One comment online asked: “Does this also include Boda-Bodas, those parked on the road and those riding on pedestrian walkways?”
Good question.
Bodas are the biggest users of street space in CBD. They park on pedestrian walkways, ride on walkways, stop in middle of road to pick passenger.
If KCCA is serious about mobility, bodas must be part of the plan. You cannot ban cars and leave bodas doing the same chaos.
Pedestrians in Kampala have no safe space. Walkways are shops, bodas, and kiosks. If this ban does not extend to order bodas too, then it is half measure.
Pain Now, But Possible Gain Later
Yes, tomorrow will be hard.
Drivers will circle looking for parking. Some will get towed. Business owners will complain sales dropped.
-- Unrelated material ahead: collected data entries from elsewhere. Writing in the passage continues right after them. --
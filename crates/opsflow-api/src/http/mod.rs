//! HTTP/REST API layer for Opsflow.
//!
//! Axum-based REST API at `/api/v1/` with envelope response format,
//! signed webhook intake and CORS support.

pub mod error;
pub mod handlers;
pub mod response;
pub mod router;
Boda stages near Kitgum House will be chaotic.
But if KCCA enforces this consistently for 3 months, something changes.
Traffic will flow. Buses will move. Pedestrians will walk faster. Air quality will improve because cars are not idling for 30 minutes in jam.
Nairobi tried this on Moi Avenue. Accra did it on Ring Road. First 2 months hell. After 3 months people adapted.
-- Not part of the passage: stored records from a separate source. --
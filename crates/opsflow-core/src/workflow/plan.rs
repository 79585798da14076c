//! Execution plan for a pinned workflow snapshot.
//!
//! Uses `petgraph` to order nodes topologically. The plan also answers the
//! two questions the engine asks while walking: which incoming edges of a
//! node are active, and which earlier nodes a node may see in its context.

use std::collections::{BTreeSet, HashMap, HashSet};

use opsflow_types::execution::NodeStatus;
use opsflow_types::workflow::{Edge, Node, WorkflowDefinition};
use petgraph::algo::toposort;
use petgraph::graph::DiGraph;

/// Label followed when no outgoing edge matches a condition's result.
pub const DEFAULT_BRANCH: &str = "default";

#[derive(Debug, thiserror::Error)]
pub enum PlanError {
    #[error("cycle detected involving node '{0}'")]
    Cycle(String),

    #[error("edge references unknown node '{0}'")]
    UnknownNode(String),
}

/// How a visited node ended, as seen by its outgoing edges.
#[derive(Debug, Clone, PartialEq, Eq)]
pub struct Visit {
    pub status: NodeStatus,
    /// Branch label emitted by a condition node.
    pub branch: Option<String>,
    /// The node is marked `continue_on_error`.
    pub continue_on_error: bool,
}

impl Visit {
    fn passes(&self) -> bool {
        match self.status {
            NodeStatus::Success => true,
            NodeStatus::Failed => self.continue_on_error,
            NodeStatus::Skipped => false,
        }
    }
}

/// Topologically ordered view of a workflow graph.
#[derive(Debug, Clone)]
pub struct ExecutionPlan {
    order: Vec<Node>,
    incoming: HashMap<String, Vec<Edge>>,
    outgoing: HashMap<String, Vec<Edge>>,
    ancestors: HashMap<String, HashSet<String>>,
    entries: HashSet<String>,
}

impl ExecutionPlan {
    /// Build a plan. Ties in the topological order are broken by the order
    /// nodes appear in the definition.
    pub fn build(def: &WorkflowDefinition) -> Result<Self, PlanError> {
        let index_of: HashMap<&str, usize> = def
            .nodes
            .iter()
            .enumerate()
            .map(|(i, n)| (n.id.as_str(), i))
            .collect();

        let mut graph = DiGraph::<usize, ()>::new();
        let graph_idx: Vec<_> = (0..def.nodes.len()).map(|i| graph.add_node(i)).collect();

        let mut incoming: HashMap<String, Vec<Edge>> = HashMap::new();
        let mut outgoing: HashMap<String, Vec<Edge>> = HashMap::new();
        let mut in_degree = vec![0usize; def.nodes.len()];
        let mut children: Vec<Vec<usize>> = vec![Vec::new(); def.nodes.len()];
        for edge in &def.edges {
            let from = *index_of
                .get(edge.from_node.as_str())
                .ok_or_else(|| PlanError::UnknownNode(edge.from_node.clone()))?;
            let to = *index_of
                .get(edge.to_node.as_str())
                .ok_or_else(|| PlanError::UnknownNode(edge.to_node.clone()))?;
            graph.add_edge(graph_idx[from], graph_idx[to], ());
            in_degree[to] += 1;
            children[from].push(to);
            incoming
                .entry(edge.to_node.clone())
                .or_default()
                .push(edge.clone());
            outgoing
                .entry(edge.from_node.clone())
                .or_default()
                .push(edge.clone());
        }

        // Topological sort -- detects cycles
        toposort(&graph, None).map_err(|cycle| {
            let idx = graph[cycle.node_id()];
            PlanError::Cycle(def.nodes[idx].id.clone())
        })?;

        // Kahn's algorithm with the lowest declaration index first, so the
        // walk order is stable across loads of the same snapshot.
        let mut ready: BTreeSet<usize> = (0..def.nodes.len())
            .filter(|&i| in_degree[i] == 0)
            .collect();
        let mut order = Vec::with_capacity(def.nodes.len());
        while let Some(i) = ready.pop_first() {
            order.push(def.nodes[i].clone());
            for &child in &children[i] {
                in_degree[child] -= 1;
                if in_degree[child] == 0 {
                    ready.insert(child);
                }
            }
        }

        // Ancestor sets in topological order: each node inherits its parents'.
        let mut ancestors: HashMap<String, HashSet<String>> = HashMap::new();
        for node in &order {
            let mut set = HashSet::new();
            for edge in incoming.get(&node.id).map(Vec::as_slice).unwrap_or(&[]) {
                set.insert(edge.from_node.clone());
                if let Some(parent) = ancestors.get(&edge.from_node) {
                    set.extend(parent.iter().cloned());
                }
            }
            ancestors.insert(node.id.clone(), set);
        }

        let entries = def
            .nodes
            .iter()
            .filter(|n| !incoming.contains_key(&n.id))
            .map(|n| n.id.clone())
            .collect();

        Ok(Self {
            order,
            incoming,
            outgoing,
            ancestors,
            entries,
        })
    }

    /// Nodes in execution order.
    pub fn order(&self) -> &[Node] {
        &self.order
    }

    pub fn incoming(&self, node_id: &str) -> &[Edge] {
        self.incoming.get(node_id).map(Vec::as_slice).unwrap_or(&[])
    }

    pub fn outgoing(&self, node_id: &str) -> &[Edge] {
        self.outgoing.get(node_id).map(Vec::as_slice).unwrap_or(&[])
    }

    pub fn is_ancestor(&self, ancestor: &str, of: &str) -> bool {
        self.ancestors
            .get(of)
            .is_some_and(|set| set.contains(ancestor))
    }

    /// Entry nodes have no incoming edges, whatever their type.
    pub fn is_entry(&self, node_id: &str) -> bool {
        self.entries.contains(node_id)
    }

    /// Whether `edge` carries control, given the visit of its source.
    ///
    /// A source that emitted a branch activates the edge with that label; if
    /// none of its outgoing edges carries the label, the `default` edge
    /// instead. A source without a branch activates only unlabeled edges.
    pub fn edge_active(&self, edge: &Edge, source: &Visit) -> bool {
        if !source.passes() {
            return false;
        }
        match (&source.branch, edge.branch_label.as_deref()) {
            (Some(branch), Some(label)) => {
                if label == branch {
                    return true;
                }
                label == DEFAULT_BRANCH
                    && !self
                        .outgoing(&edge.from_node)
                        .iter()
                        .any(|e| e.branch_label.as_deref() == Some(branch.as_str()))
            }
            (Some(_), None) => false,
            (None, Some(_)) => false,
            (None, None) => true,
        }
    }

    /// Whether a node should execute: an entry node, or at least one
    /// incoming edge is active.
    pub fn should_run(&self, node_id: &str, visits: &HashMap<String, Visit>) -> bool {
        if self.is_entry(node_id) {
            return true;
        }
        self.incoming(node_id).iter().any(|edge| {
            visits
                .get(&edge.from_node)
                .is_some_and(|visit| self.edge_active(edge, visit))
        })
    }
}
Kampala can too, if KCCA does not give up after 2 weeks.
The Real Test Is Enforcement
Uganda’s problem has never been policy. Problem is enforcement stops after 1 week.
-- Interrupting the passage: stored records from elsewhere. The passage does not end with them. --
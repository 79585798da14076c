//! Tracing subscriber initialization with structured logging and optional
//! OpenTelemetry trace export.
//!
//! # Usage
//!
//! ```no_run
//! use opsflow_observe::tracing_setup::{TracingOptions, init_tracing};
//!
//! init_tracing(&TracingOptions {
//!     default_filter: "info,opsflow=debug".to_string(),
//!     json: false,
//!     otel: false,
//! })
//! .unwrap();
//! ```

use std::sync::OnceLock;

use opentelemetry::trace::TracerProvider as _;
use opentelemetry_sdk::trace::SdkTracerProvider;
use tracing_subscriber::EnvFilter;
use tracing_subscriber::layer::SubscriberExt;
use tracing_subscriber::util::SubscriberInitExt;

/// Stores the OTel tracer provider so it can be shut down cleanly on exit.
static TRACER_PROVIDER: OnceLock<SdkTracerProvider> = OnceLock::new();

#[derive(Debug, Clone)]
pub struct TracingOptions {
    /// Filter used when `RUST_LOG` is unset.
    pub default_filter: String,
    /// Emit one JSON object per line instead of human-readable text.
    pub json: bool,
    /// Bridge spans to OpenTelemetry with the stdout exporter.
    pub otel: bool,
}

impl Default for TracingOptions {
    fn default() -> Self {
        Self {
            default_filter: "warn".to_string(),
            json: false,
            otel: false,
        }
    }
}

/// Initialize the global tracing subscriber.
///
/// `RUST_LOG` wins over `default_filter` when set.
///
/// # Errors
///
/// Returns an error if the global subscriber has already been set.
pub fn init_tracing(options: &TracingOptions) -> Result<(), Box<dyn std::error::Error>> {
    let env_filter = EnvFilter::try_from_default_env()
        .unwrap_or_else(|_| EnvFilter::new(&options.default_filter));

    let text_layer = (!options.json).then(|| tracing_subscriber::fmt::layer().with_target(false));
    let json_layer = options.json.then(|| {
        tracing_subscriber::fmt::layer()
            .json()
            .with_current_span(true)
    });

    let otel_layer = if options.otel {
        let provider = SdkTracerProvider::builder()
            .with_simple_exporter(opentelemetry_stdout::SpanExporter::default())
            .build();
        let tracer = provider.tracer("opsflow");
        let _ = TRACER_PROVIDER.set(provider.clone());
        opentelemetry::global::set_tracer_provider(provider);
        Some(tracing_opentelemetry::layer().with_tracer(tracer))
    } else {
        None
    };

    tracing_subscriber::registry()
        .with(env_filter)
        .with(text_layer)
        .with(json_layer)
        .with(otel_layer)
        .try_init()?;

    Ok(())
}

/// Flush pending traces and shut down the OpenTelemetry tracer provider.
///
/// No-op when OTel was not enabled.
pub fn shutdown_tracing() {
    if let Some(provider) = TRACER_PROVIDER.get() {
        if let Err(e) = provider.shutdown() {
            eprintln!("Warning: OTel tracer provider shutdown error: {e}");
        }
    }
}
If KCCA sends officers for 3 days then disappears, drivers will return. They will test. They will see if you are serious.
This needs daily enforcement, towing, and fines. No selective enforcement for “big man” cars. If Land Cruiser parks on street, tow it too.
Also, KCCA must communicate clearly. Use radio, SMS, posters at taxi stages. Not just one notice. People need to know alternatives.
What KCCA Should Do Next
Banning is step one. Step two is fixing the alternatives.
Cheaper parking: Negotiate with building owners to open basement parking at 1k per hour for first 2 hours.
Park and ride: Open space at Railway grounds, allow people park there and take commuter bus into CBD.
Boda stages: Designate proper boda stages off the main road, not on walkways.
Pedestrian first: Clear walkways. Pedestrian should not walk on road because boda took walkway.
Without these, the ban looks like punishment. With these, it looks like planning.
Last Word: Kampala Must Grow Up
Cities that work don’t allow cars to live on roads. Roads are for moving. Parking is for parking lots.
This ban is painful, but it is mature. Kampala cannot grow if every road is a parking lot.
Give it 3 months. If KCCA enforces, if alternatives are cheaper, if bodas are also controlled, then Kampala Road can breathe again.
People will complain now. But in 6 months, they will say “remember when we used to park on road?”
That is how change happens. Pain first. Order later.
KCCA said it for a livable city. Now they must prove it.